### Prompt
Copy all of the data below without altering a single line.
Source material below:
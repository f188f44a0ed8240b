// SPDX-License-Identifier: AGPL-3.0-or-later
// AxonDB - Vector Storage Substrate
// Copyright (C) 2026 Sushanth Reddy Vanagala (https://github.com/sushanthpy)
//
// This program is free software: you can redistribute it and/or modify
// it under the terms of the GNU Affero General Public License as published by
// the Free Software Foundation, either version 3 of the License, or
// (at your option) any later version.
//
// This program is distributed in the hope that it will be useful,
// but WITHOUT ANY WARRANTY; without even the implied warranty of
// MERCHANTABILITY or FITNESS FOR A PARTICULAR PURPOSE. See the
// GNU Affero General Public License for more details.
//
// You should have received a copy of the GNU Affero General Public License
// along with this program. If not, see <https://www.gnu.org/licenses/>.

//! Jaccard distance over bit sets: `1 − |A∩B| / |A∪B|` computed as
//! popcount(AND) / popcount(OR) across 64-bit words, 0.0 on empty union.

use crate::error::Result;
use crate::kernels::elements_of;
use crate::registry::{OperatorEntity, OperatorRegistry};
use crate::types::{DataType, MetricType, SimdLevel};

/// Scalar reference kernel over 64-bit words, unrolled by 4.
pub fn jaccard_distance_scalar(a: &[u8], b: &[u8]) -> f32 {
    let pa = elements_of::<u64>(a);
    let pb = elements_of::<u64>(b);
    let n = pa.len();
    let mut intersection = 0u64;
    let mut union = 0u64;
    let mut i = 0;
    while i + 4 <= n {
        intersection += ((pa[i] & pb[i]).count_ones()
            + (pa[i + 1] & pb[i + 1]).count_ones()
            + (pa[i + 2] & pb[i + 2]).count_ones()
            + (pa[i + 3] & pb[i + 3]).count_ones()) as u64;
        union += ((pa[i] | pb[i]).count_ones()
            + (pa[i + 1] | pb[i + 1]).count_ones()
            + (pa[i + 2] | pb[i + 2]).count_ones()
            + (pa[i + 3] | pb[i + 3]).count_ones()) as u64;
        i += 4;
    }
    while i < n {
        intersection += (pa[i] & pb[i]).count_ones() as u64;
        union += (pa[i] | pb[i]).count_ones() as u64;
        i += 1;
    }
    if union == 0 {
        return 0.0;
    }
    1.0 - intersection as f32 / union as f32
}

/// AVX2 kernel: AND/OR popcounts via the nibble-LUT shuffle.
#[cfg(target_arch = "x86_64")]
pub fn jaccard_distance_avx2(a: &[u8], b: &[u8]) -> f32 {
    #[target_feature(enable = "avx2")]
    unsafe fn inner(a: &[u8], b: &[u8]) -> f32 {
        use std::arch::x86_64::*;

        #[inline]
        #[target_feature(enable = "avx2")]
        unsafe fn popcount256(v: __m256i, lookup: __m256i, low_mask: __m256i) -> __m256i {
            let lo = _mm256_and_si256(v, low_mask);
            let hi = _mm256_and_si256(_mm256_srli_epi16(v, 4), low_mask);
            let cnt = _mm256_add_epi8(
                _mm256_shuffle_epi8(lookup, lo),
                _mm256_shuffle_epi8(lookup, hi),
            );
            _mm256_sad_epu8(cnt, _mm256_setzero_si256())
        }

        let n = a.len();
        let chunks = n / 32;
        let lookup = _mm256_setr_epi8(
            0, 1, 1, 2, 1, 2, 2, 3, 1, 2, 2, 3, 2, 3, 3, 4, 0, 1, 1, 2, 1, 2, 2, 3, 1, 2, 2, 3,
            2, 3, 3, 4,
        );
        let low_mask = _mm256_set1_epi8(0x0f);
        let mut acc_and = _mm256_setzero_si256();
        let mut acc_or = _mm256_setzero_si256();
        for i in 0..chunks {
            let va = _mm256_loadu_si256(a.as_ptr().add(i * 32) as *const __m256i);
            let vb = _mm256_loadu_si256(b.as_ptr().add(i * 32) as *const __m256i);
            acc_and = _mm256_add_epi64(
                acc_and,
                popcount256(_mm256_and_si256(va, vb), lookup, low_mask),
            );
            acc_or = _mm256_add_epi64(
                acc_or,
                popcount256(_mm256_or_si256(va, vb), lookup, low_mask),
            );
        }
        let mut lanes_and = [0u64; 4];
        let mut lanes_or = [0u64; 4];
        _mm256_storeu_si256(lanes_and.as_mut_ptr() as *mut __m256i, acc_and);
        _mm256_storeu_si256(lanes_or.as_mut_ptr() as *mut __m256i, acc_or);
        let mut intersection: u64 = lanes_and.iter().sum();
        let mut union: u64 = lanes_or.iter().sum();

        let pa = crate::kernels::elements_of::<u64>(a);
        let pb = crate::kernels::elements_of::<u64>(b);
        for i in (chunks * 4)..pa.len() {
            intersection += (pa[i] & pb[i]).count_ones() as u64;
            union += (pa[i] | pb[i]).count_ones() as u64;
        }
        if union == 0 {
            return 0.0;
        }
        1.0 - intersection as f32 / union as f32
    }

    if is_x86_feature_detected!("avx2") {
        unsafe { inner(a, b) }
    } else {
        jaccard_distance_scalar(a, b)
    }
}

pub fn register_jaccard_operators(r: &mut OperatorRegistry) -> Result<()> {
    r.register_operator(
        OperatorEntity {
            supports: true,
            metric: MetricType::Jaccard,
            data_type: DataType::U8,
            simd_level: SimdLevel::None,
            distance: Some(jaccard_distance_scalar),
            ..Default::default()
        },
        false,
    )?;

    #[cfg(target_arch = "x86_64")]
    {
        if crate::types::cpu_features().avx2 {
            r.register_operator(
                OperatorEntity {
                    supports: true,
                    metric: MetricType::Jaccard,
                    data_type: DataType::U8,
                    simd_level: SimdLevel::Avx2,
                    distance: Some(jaccard_distance_avx2),
                    ..Default::default()
                },
                false,
            )?;
        }
    }

    Ok(())
}

#[cfg(test)]
mod tests {
    use super::*;
    use crate::kernels::test_util::aligned_u8;

    #[test]
    fn test_jaccard_identical_nonzero() {
        let a = aligned_u8(&[0b1010_1010; 64]);
        assert_eq!(jaccard_distance_scalar(&a, &a), 0.0);
    }

    #[test]
    fn test_jaccard_disjoint() {
        let a = aligned_u8(&[0b1010_1010; 64]);
        let b = aligned_u8(&[0b0101_0101; 64]);
        assert_eq!(jaccard_distance_scalar(&a, &b), 1.0);
    }

    #[test]
    fn test_jaccard_empty_union() {
        let zero = aligned_u8(&[0u8; 64]);
        assert_eq!(jaccard_distance_scalar(&zero, &zero), 0.0);
    }

    #[test]
    fn test_jaccard_half_overlap() {
        let a = aligned_u8(&[0b0000_0011; 64]);
        let b = aligned_u8(&[0b0000_0110; 64]);
        // |A∩B| = 64, |A∪B| = 192
        let d = jaccard_distance_scalar(&a, &b);
        assert!((d - (1.0 - 64.0 / 192.0)).abs() < 1e-6);
    }

    #[test]
    fn test_jaccard_tiers_agree() {
        use rand::{Rng, SeedableRng};
        let mut rng = rand::rngs::StdRng::seed_from_u64(71);
        let av: Vec<u8> = (0..256).map(|_| rng.gen()).collect();
        let bv: Vec<u8> = (0..256).map(|_| rng.gen()).collect();
        let a = aligned_u8(&av);
        let b = aligned_u8(&bv);
        let reference = jaccard_distance_scalar(&a, &b);
        #[cfg(target_arch = "x86_64")]
        assert_eq!(reference, jaccard_distance_avx2(&a, &b));
        assert!((0.0..=1.0).contains(&reference));
    }
}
End of Source material.
### Result
repository f188f44a0ed8240b
// SPDX-License-Identifier: AGPL-3.0-or-later
// AxonDB - Vector Storage Substrate
// Copyright (C) 2026 Sushanth Reddy Vanagala (https://github.com/sushanthpy)
//
// This program is free software: you can redistribute it and/or modify
// it under the terms of the GNU Affero General Public License as published by
// the Free Software Foundation, either version 3 of the License, or
// (at your option) any later version.
//
// This program is distributed in the hope that it will be useful,
// but WITHOUT ANY WARRANTY; without even the implied warranty of
// MERCHANTABILITY or FITNESS FOR A PARTICULAR PURPOSE. See the
// GNU Affero General Public License for more details.
//
// You should have received a copy of the GNU Affero General Public License
// along with this program. If not, see <https://www.gnu.org/licenses/>.

//! Jaccard distance over bit sets: `1 − |A∩B| / |A∪B|` computed as
//! popcount(AND) / popcount(OR) across 64-bit words, 0.0 on empty union.

use crate::error::Result;
use crate::kernels::elements_of;
use crate::registry::{OperatorEntity, OperatorRegistry};
use crate::types::{DataType, MetricType, SimdLevel};

/// Scalar reference kernel over 64-bit words, unrolled by 4.
pub fn jaccard_distance_scalar(a: &[u8], b: &[u8]) -> f32 {
    let pa = elements_of::<u64>(a);
    let pb = elements_of::<u64>(b);
    let n = pa.len();
    let mut intersection = 0u64;
    let mut union = 0u64;
    let mut i = 0;
    while i + 4 <= n {
        intersection += ((pa[i] & pb[i]).count_ones()
            + (pa[i + 1] & pb[i + 1]).count_ones()
            + (pa[i + 2] & pb[i + 2]).count_ones()
            + (pa[i + 3] & pb[i + 3]).count_ones()) as u64;
        union += ((pa[i] | pb[i]).count_ones()
            + (pa[i + 1] | pb[i + 1]).count_ones()
            + (pa[i + 2] | pb[i + 2]).count_ones()
            + (pa[i + 3] | pb[i + 3]).count_ones()) as u64;
        i += 4;
    }
    while i < n {
        intersection += (pa[i] & pb[i]).count_ones() as u64;
        union += (pa[i] | pb[i]).count_ones() as u64;
        i += 1;
    }
    if union == 0 {
        return 0.0;
    }
    1.0 - intersection as f32 / union as f32
}

/// AVX2 kernel: AND/OR popcounts via the nibble-LUT shuffle.
#[cfg(target_arch = "x86_64")]
pub fn jaccard_distance_avx2(a: &[u8], b: &[u8]) -> f32 {
    #[target_feature(enable = "avx2")]
    unsafe fn inner(a: &[u8], b: &[u8]) -> f32 {
        use std::arch::x86_64::*;

        #[inline]
        #[target_feature(enable = "avx2")]
        unsafe fn popcount256(v: __m256i, lookup: __m256i, low_mask: __m256i) -> __m256i {
            let lo = _mm256_and_si256(v, low_mask);
            let hi = _mm256_and_si256(_mm256_srli_epi16(v, 4), low_mask);
            let cnt = _mm256_add_epi8(
                _mm256_shuffle_epi8(lookup, lo),
                _mm256_shuffle_epi8(lookup, hi),
            );
            _mm256_sad_epu8(cnt, _mm256_setzero_si256())
        }

        let n = a.len();
        let chunks = n / 32;
        let lookup = _mm256_setr_epi8(
            0, 1, 1, 2, 1, 2, 2, 3, 1, 2, 2, 3, 2, 3, 3, 4, 0, 1, 1, 2, 1, 2, 2, 3, 1, 2, 2, 3,
            2, 3, 3, 4,
        );
        let low_mask = _mm256_set1_epi8(0x0f);
        let mut acc_and = _mm256_setzero_si256();
        let mut acc_or = _mm256_setzero_si256();
        for i in 0..chunks {
            let va = _mm256_loadu_si256(a.as_ptr().add(i * 32) as *const __m256i);
            let vb = _mm256_loadu_si256(b.as_ptr().add(i * 32) as *const __m256i);
            acc_and = _mm256_add_epi64(
                acc_and,
                popcount256(_mm256_and_si256(va, vb), lookup, low_mask),
            );
            acc_or = _mm256_add_epi64(
                acc_or,
                popcount256(_mm256_or_si256(va, vb), lookup, low_mask),
            );
        }
        let mut lanes_and = [0u64; 4];
        let mut lanes_or = [0u64; 4];
        _mm256_storeu_si256(lanes_and.as_mut_ptr() as *mut __m256i, acc_and);
        _mm256_storeu_si256(lanes_or.as_mut_ptr() as *mut __m256i, acc_or);
        let mut intersection: u64 = lanes_and.iter().sum();
        let mut union: u64 = lanes_or.iter().sum();

        let pa = crate::kernels::elements_of::<u64>(a);
        let pb = crate::kernels::elements_of::<u64>(b);
        for i in (chunks * 4)..pa.len() {
            intersection += (pa[i] & pb[i]).count_ones() as u64;
            union += (pa[i] | pb[i]).count_ones() as u64;
        }
        if union == 0 {
            return 0.0;
        }
        1.0 - intersection as f32 / union as f32
    }

    if is_x86_feature_detected!("avx2") {
        unsafe { inner(a, b) }
    } else {
        jaccard_distance_scalar(a, b)
    }
}

pub fn register_jaccard_operators(r: &mut OperatorRegistry) -> Result<()> {
    r.register_operator(
        OperatorEntity {
            supports: true,
            metric: MetricType::Jaccard,
            data_type: DataType::U8,
            simd_level: SimdLevel::None,
            distance: Some(jaccard_distance_scalar),
            ..Default::default()
        },
        false,
    )?;

    #[cfg(target_arch = "x86_64")]
    {
        if crate::types::cpu_features().avx2 {
            r.register_operator(
                OperatorEntity {
                    supports: true,
                    metric: MetricType::Jaccard,
                    data_type: DataType::U8,
                    simd_level: SimdLevel::Avx2,
                    distance: Some(jaccard_distance_avx2),
                    ..Default::default()
                },
                false,
            )?;
        }
    }

    Ok(())
}

#[cfg(test)]
mod tests {
    use super::*;
    use crate::kernels::test_util::aligned_u8;

    #[test]
    fn test_jaccard_identical_nonzero() {
        let a = aligned_u8(&[0b1010_1010; 64]);
        assert_eq!(jaccard_distance_scalar(&a, &a), 0.0);
    }

    #[test]
    fn test_jaccard_disjoint() {
        let a = aligned_u8(&[0b1010_1010; 64]);
        let b = aligned_u8(&[0b0101_0101; 64]);
        assert_eq!(jaccard_distance_scalar(&a, &b), 1.0);
    }

    #[test]
    fn test_jaccard_empty_union() {
        let zero = aligned_u8(&[0u8; 64]);
        assert_eq!(jaccard_distance_scalar(&zero, &zero), 0.0);
    }

    #[test]
    fn test_jaccard_half_overlap() {
        let a = aligned_u8(&[0b0000_0011; 64]);
        let b = aligned_u8(&[0b0000_0110; 64]);
        // |A∩B| = 64, |A∪B| = 192
        let d = jaccard_distance_scalar(&a, &b);
        assert!((d - (1.0 - 64.0 / 192.0)).abs() < 1e-6);
    }

    #[test]
    fn test_jaccard_tiers_agree() {
        use rand::{Rng, SeedableRng};
        let mut rng = rand::rngs::StdRng::seed_from_u64(71);
        let av: Vec<u8> = (0..256).map(|_| rng.gen()).collect();
        let bv: Vec<u8> = (0..256).map(|_| rng.gen()).collect();
        let a = aligned_u8(&av);
        let b = aligned_u8(&bv);
        let reference = jaccard_distance_scalar(&a, &b);
        #[cfg(target_arch = "x86_64")]
        assert_eq!(reference, jaccard_distance_avx2(&a, &b));
        assert!((0.0..=1.0).contains(&reference));
    }
}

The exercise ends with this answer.